NOC Best Practices
Joe Provo
nanog-post at rsuc.gweep.net
Sat Jul 17 18:56:04 UTC 2010
On Fri, Jul 16, 2010 at 09:34:53PM +0300, Kasper Adel wrote:
> Thanks for all the people that replied off list, asking me to send them
> responses i will get.
[snip]
> Which is useful but i am looking for more stuff from the best people that
> run the best NOCs in the world.
>
> So i'm throwing this out again.
>
> I am looking for pointers, suggestions, URLs, documents, donations on what a
> professional NOC would have on the below topics:
A lot, as others have said, depending on the business, staffing,
goals, SLA, contracts, etc.
> 1) Briefly, how they handle their own tickets with vendors or internal
Run a proper ticketing system over which you have control (RT and
friends rather than locking you into something you have to pay for
changes). Don't just by ticket closure rate, judge by succesfully
resolving problems. Encourage folks to use the system for tracking
projects and keeping notes on work in progress rather than private
datastores. Inculcate a culture of open exploration to solve problems
rather than rote memorization. This gets you a large way to #2.
> 2) How they create a learning environment for their people (Documenting
> Syslog, lessons learned from problems...etc)
Mentoring, shoulder surfing. Keep your senior people in the mix
of triage & response so they don't get dull and cross-pollenate
skills. When someone is new, have their probationary period be
shadowing the primary on-call the entire time.

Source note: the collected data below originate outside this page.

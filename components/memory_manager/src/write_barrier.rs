//! Write barriers.
//!
//! While the collector is marking, a black object must never point to a white
//! one. Every store of a collectable value into a heap object goes through
//! one of the barriers here:
//!
//! - [`Heap::barrier_forward`] marks the stored value (used where stores are
//!   rare: upvalues, metatables, joined upvalues)
//! - [`Heap::barrier_back`] turns the container gray again so it is
//!   re-traversed in the atomic step (used for tables and user values, which
//!   tend to receive many stores)
//!
//! In generational mode the barriers also maintain the old-to-young
//! invariant: a forward barrier from an old object ages the target to
//! [`Age::Old0`], a back barrier marks the container as touched.

use crate::arena::Age;
use crate::gc::{GcKind, GcPhase};
use crate::heap::Heap;
use core_types::{GcObjectRef, Value};

impl Heap {
    fn needs_barrier(&self, o: GcObjectRef, v: GcObjectRef) -> bool {
        self.header(o).is_black() && self.header(v).is_white()
    }

    /// Forward barrier for storing `v` into `o`.
    pub fn barrier_forward(&mut self, o: GcObjectRef, v: Value) {
        if let Some(target) = v.as_gc() {
            self.object_barrier(o, target);
        }
    }

    /// Forward barrier for making `o` point to object `v`.
    pub fn object_barrier(&mut self, o: GcObjectRef, v: GcObjectRef) {
        if !self.needs_barrier(o, v) {
            return;
        }
        if self.gc.phase <= GcPhase::Atomic {
            self.really_mark(v);
            if self.header(o).age().is_old() {
                self.header_mut(v).set_age(Age::Old0);
            }
        } else if self.gc.kind == GcKind::Incremental {
            // sweeping: no need to keep the invariant, just avoid repeating
            // the barrier for this object
            let white = self.gc.current_white;
            self.header_mut(o).make_white(white);
        }
    }

    /// Back barrier for storing `v` into container `o`.
    pub fn barrier_back(&mut self, o: GcObjectRef, v: Value) {
        let target = match v.as_gc() {
            Some(target) => target,
            None => return,
        };
        if !self.needs_barrier(o, target) {
            return;
        }
        let age = self.header(o).age();
        if age == Age::Touched2 {
            // already in the gray-again list
            self.header_mut(o).set_gray();
        } else {
            self.link_grayagain(o);
        }
        if age.is_old() {
            self.header_mut(o).set_age(Age::Touched1);
        }
    }
}
#[test]
fn test_pcall_k_recovers_error_after_resume() {
    static SEEN: Mutex<Option<(Status, String)>> = Mutex::new(None);
    fn raise_late(state: &mut State, _status: Status, _ctx: isize) -> LuaResult<usize> {
        state.push_string("late boom")?;
        Err(state.error())
    }
    fn pause_then_fail(state: &mut State) -> LuaResult<usize> {
        state.yield_k(0, 0, Some(raise_late))
    }
    fn finish(state: &mut State, status: Status, _ctx: isize) -> LuaResult<usize> {
        let msg = state.to_str(-1).unwrap_or_default();
        *SEEN.lock().unwrap() = Some((status, msg));
        state.push_string("recovered")?;
        Ok(1)
    }
    fn guarded(state: &mut State) -> LuaResult<usize> {
        state.push_native(pause_then_fail);
        let status = state.pcall_k(0, 0, 0, 0, Some(finish))?;
        finish(state, status, 0)
    }
    let mut state = State::new();
    let co = state.new_thread().unwrap();
    state.push_native(guarded);
    state.xmove(co, 1);
    assert_eq!(state.resume(co, 0).unwrap(), (Status::Yield, 0));
    assert!(SEEN.lock().unwrap().is_none());

    let (status, n) = state.resume(co, 0).unwrap();
    assert_eq!(status, Status::Ok);
    assert_eq!(
        *SEEN.lock().unwrap(),
        Some((Status::Runtime, "late boom".to_string()))
    );
    assert_eq!(n, 1);
    assert_eq!(state.to_str(-1).as_deref(), Some("recovered"));
    assert_eq!(state.coroutine_status(co), CoroutineStatus::Dead);
}

#[test]
fn test_yield_outside_coroutine_fails() {
    let mut state = State::new();
    state.push_native(yield_all);
    assert_eq!(state.pcall(0, 0, 0), Status::Runtime);
    assert_eq!(
        state.to_str(-1).as_deref(),
        Some("attempt to yield from outside a coroutine")
    );
}

// ============================================================================
// Hooks
// ============================================================================

static LINES: Mutex<Vec<u32>> = Mutex::new(Vec::new());
static CALLS: Mutex<usize> = Mutex::new(0);
//! Debug interface
//!
//! Stack introspection, local and upvalue access, hooks, and the symbolic
//! execution that names the variable involved in a runtime error
//! ("attempt to call a nil value (global 'f')").

use crate::state::{HookFn, State};
use bytecode_system::{Constant, Instruction, OpCode, Prototype};
use core_types::{
    chunk_id, FrameKind, GcObjectRef, LuaError, LuaResult, NClosureRef, TagMethod, ThreadRef,
    UpvalRef, Value,
};
use memory_manager::{CallStatus, MIN_STACK};
use std::rc::Rc;

/// Call hook mask bit.
pub const MASK_CALL: u8 = 1 << 0;
/// Return hook mask bit.
pub const MASK_RET: u8 = 1 << 1;
/// Line hook mask bit.
pub const MASK_LINE: u8 = 1 << 2;
/// Count hook mask bit.
pub const MASK_COUNT: u8 = 1 << 3;

/// Event reported to a hook.
#[derive(Debug, Clone, Copy, PartialEq, Eq)]
pub enum HookEvent {
    /// A function is called
    Call,
    /// A function returns
    Return,
    /// The interpreter reaches a new line
    Line,
    /// The instruction count elapsed
    Count,
    /// A function is tail called
    TailCall,
}

/// Where an operand of a failing operation came from, for naming it in the
/// error message.
#[derive(Debug, Clone, Copy, PartialEq, Eq)]
pub(crate) enum VarSite {
    /// An absolute stack slot of the running thread
    Stack(usize),
    /// Upvalue `n` of the running Lua function
    Upvalue(usize),
    /// A temporary value with no location
    None,
}

/// Activation record description filled by [`State::get_info`].
#[derive(Debug, Clone, Default)]
pub struct DebugInfo {
    /// Event being reported, for records handed to hooks
    pub event: Option<HookEvent>,
    /// Name of the function, when it can be inferred
    pub name: Option<String>,
    /// `global`, `local`, `method`, `field`, `upvalue`, `metamethod`, ... or empty
    pub name_what: &'static str,
    /// `Lua`, `C` or `main`
    pub what: &'static str,
    /// Source of the chunk that defined the function
    pub source: String,
    /// Printable version of `source`
    pub short_src: String,
    /// Line being executed
    pub current_line: Option<u32>,
    /// Line where the definition starts
    pub line_defined: Option<u32>,
    /// Line where the definition ends
    pub last_line_defined: Option<u32>,
    /// Number of upvalues
    pub nups: u8,
    /// Number of fixed parameters
    pub nparams: u8,
    /// Whether the function takes varargs
    pub is_vararg: bool,
    /// Whether this activation was reached by a tail call
    pub is_tail_call: bool,
    /// Index of the first value transferred by a call or return
    pub ftransfer: usize,
    /// Number of values transferred
    pub ntransfer: usize,
    /// Lines with code, filled by option `L`
    pub active_lines: Vec<u32>,
    pub(crate) thread: Option<ThreadRef>,
    pub(crate) ci: Option<usize>,
}

/// Identity of an upvalue, equal for closures sharing it.
#[derive(Debug, Clone, Copy, PartialEq, Eq, Hash)]
pub enum UpvalueId {
    /// An upvalue of a Lua closure
    Shared(UpvalRef),
    /// Slot `n` of a native closure
    Native(NClosureRef, usize),
}

fn lossy(bytes: &[u8]) -> String {
    String::from_utf8_lossy(bytes).into_owned()
}

fn format_varinfo(found: Option<(&'static str, String)>) -> String {
    match found {
        Some((kind, name)) => format!(" ({} '{}')", kind, name),
        None => String::new(),
    }
}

Your third shift
[or whatever spans your maintenance windows] should be the folks
who actually wind up executing well-specified maintenances (with
guidance as needed) and be the breeding ground of some of your
better hands-on folks.
> 3) Shift to Shift hand over procedures
This will depend on your systems for tickets, logbooks, etc.
Sole that first and this should become evident.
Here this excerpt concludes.